What is required: Scan the records for "HealthSink". Report each line that includes it.
- Opening Delimiter -
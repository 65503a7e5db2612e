use std::fs;
use std::path::{Path, PathBuf};

use chrono::{TimeZone, Utc};
use serde::{Deserialize, Serialize};

use crate::error::{TrackerError, TrackerResult};
use crate::metrics::HealthMetrics;

/// Downstream consumer of metrics snapshots (health store, status file, ...).
///
/// Pushes are best effort: the session logs a failed push and moves on.
pub trait HealthSink: Send + Sync {
    fn name(&self) -> &str;
    fn push(&self, metrics: &HealthMetrics) -> TrackerResult<()>;
}

/// Status file contents written by `JsonStatusSink`
#[derive(Serialize, Deserialize, Clone, Debug)]
pub struct StatusFile {
    pub updated_at: String,
    pub metrics: HealthMetrics,
}

/// Overwrites a JSON file with the latest metrics on every push
pub struct JsonStatusSink {
    path: PathBuf,
}

impl JsonStatusSink {
    pub fn new<P: AsRef<Path>>(path: P) -> Self {
        Self {
            path: path.as_ref().to_path_buf(),
        }
    }

    pub fn path(&self) -> &Path {
        &self.path
    }

    pub fn read(&self) -> TrackerResult<StatusFile> {
        let json = fs::read_to_string(&self.path)?;
        Ok(serde_json::from_str(&json)?)
    }
}

impl HealthSink for JsonStatusSink {
    fn name(&self) -> &str {
        "status_file"
    }

    fn push(&self, metrics: &HealthMetrics) -> TrackerResult<()> {
        let updated_at = Utc
            .timestamp_millis_opt(metrics.timestamp_ms)
            .single()
            .map(|t| t.to_rfc3339())
            .unwrap_or_default();
        let status = StatusFile {
            updated_at,
            metrics: metrics.clone(),
        };
        let json = serde_json::to_string_pretty(&status)?;
        fs::write(&self.path, json).map_err(|e| TrackerError::Sink {
            sink: self.name().to_string(),
            reason: e.to_string(),
        })
    }
}

#[cfg(test)]
mod tests {
    use super::*;
    use crate::metrics::MetricsAggregator;
    use crate::tracking_state::TrackingState;

    #[test]
    fn test_status_file_written() {
        let dir = tempfile::tempdir().unwrap();
        let sink = JsonStatusSink::new(dir.path().join("live_status.json"));
        assert!(sink.path().ends_with("live_status.json"));

        let mut state = TrackingState::new(0);
        state.total_distance = 250.0;
        let metrics = MetricsAggregator::new().derive(&state, 1_700_000_000_000);
        sink.push(&metrics).unwrap();

        let status = sink.read().unwrap();
        assert_eq!(status.metrics.distance, 250.0);
        assert!(status.updated_at.starts_with("2023-11-14"));
    }

    #[test]
    fn test_unwritable_path_is_sink_error() {
        let dir = tempfile::tempdir().unwrap();
        let sink = JsonStatusSink::new(dir.path().join("missing").join("status.json"));
        let metrics = MetricsAggregator::new().derive(&TrackingState::new(0), 0);
        let err = sink.push(&metrics).unwrap_err();
        assert!(matches!(err, TrackerError::Sink { .. }));
    }
}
- Closing Delimiter -
Task result:
pub trait HealthSink: Send + Sync {
impl HealthSink for JsonStatusSink {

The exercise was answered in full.